### Task objective
Below are the records. Count the lines containing the string "without", and reply with the number alone.

*** Opening Data extract ***

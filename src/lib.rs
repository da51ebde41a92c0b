#![allow(clippy::missing_errors_doc)] // Allow public functions without # Errors sections
#![allow(clippy::must_use_candidate)] // Allow methods without must_use when context is clear

//! # envflow
//!
//! Dependency-aware execution engine for local development and test environments.
//!
//! ## Overview
//!
//! A workflow is an ordered set of tasks. Each task either runs a shell command or
//! manages a container, may depend on other tasks, may run in parallel with its
//! neighbours, and may be gated on a readiness check. The engine runs the workflow
//! in waves and guarantees that every container or background process it started is
//! torn down on success, failure or interruption.
//!
//! ## Module Organization
//!
//! - [`scheduler`] - Wave computation, deadlock detection and dispatch
//! - [`runner`] - Executes one command or container task
//! - [`retry`] - Bounded exponential backoff
//! - [`health`] - TCP, HTTP and custom readiness probes
//! - [`cleanup`] - Ledger of live resources and at-most-once teardown
//! - [`logs`] - Decoder for multiplexed container log streams
//! - [`container`] - Container runtime abstraction and the `docker` CLI client
//! - [`config`] - Engine configuration and the YAML workflow loader
//! - [`signals`] - SIGINT/SIGTERM routed into cleanup
//! - [`events`] - Broadcast of task state transitions
//! - [`error`] - Structured error handling
//!
//! ## Quick Start
//!
//! ```rust,no_run
//! use envflow::cleanup::CleanupCoordinator;
//! use envflow::container::DockerCli;
//! use envflow::runner::TaskRunner;
//! use envflow::scheduler::WorkflowScheduler;
//! use envflow::workflow::{ExecutionContext, Task, Workflow};
//! use std::sync::Arc;
//!
//! # async fn example() -> envflow::error::EngineResult<()> {
//! let containers = Arc::new(DockerCli::default());
//! let cleanup = Arc::new(CleanupCoordinator::with_system_processes(containers.clone()));
//! let runner = TaskRunner::new(containers, cleanup.clone());
//! let scheduler = WorkflowScheduler::new(Arc::new(runner));
//!
//! let workflow = Workflow::new("dev")
//!     .with_task(Task::container("db", "postgres:16"))
//!     .with_task(Task::command("migrate", "make migrate").depends_on(["db"]));
//!
//! let result = scheduler.run(&workflow, &ExecutionContext::new(".")).await;
//! cleanup.trigger("done").await;
//! result.map(|_| ())
//! # }
//! ```

pub mod cleanup;
pub mod config;
pub mod container;
pub mod error;
pub mod events;
pub mod health;
pub mod logging;
pub mod logs;
pub mod retry;
pub mod runner;
pub mod sanitize;
pub mod scheduler;
pub mod signals;
pub mod workflow;

pub use crate::cleanup::{CleanupCoordinator, CleanupReport, Registration, ResourceHandle, ResourceKind};
pub use crate::config::{EngineConfig, WorkflowLoader};
pub use crate::error::{EngineError, EngineResult};
pub use crate::retry::{RetryError, RetryPolicy};
pub use crate::runner::{TaskExecutor, TaskOutcome, TaskRunner};
pub use crate::scheduler::{ExecutionPlan, TaskState, WorkflowReport, WorkflowScheduler};
pub use crate::workflow::{ExecutionContext, Task, TaskKind, Workflow};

*** Closing Data extract ***

### Response area
2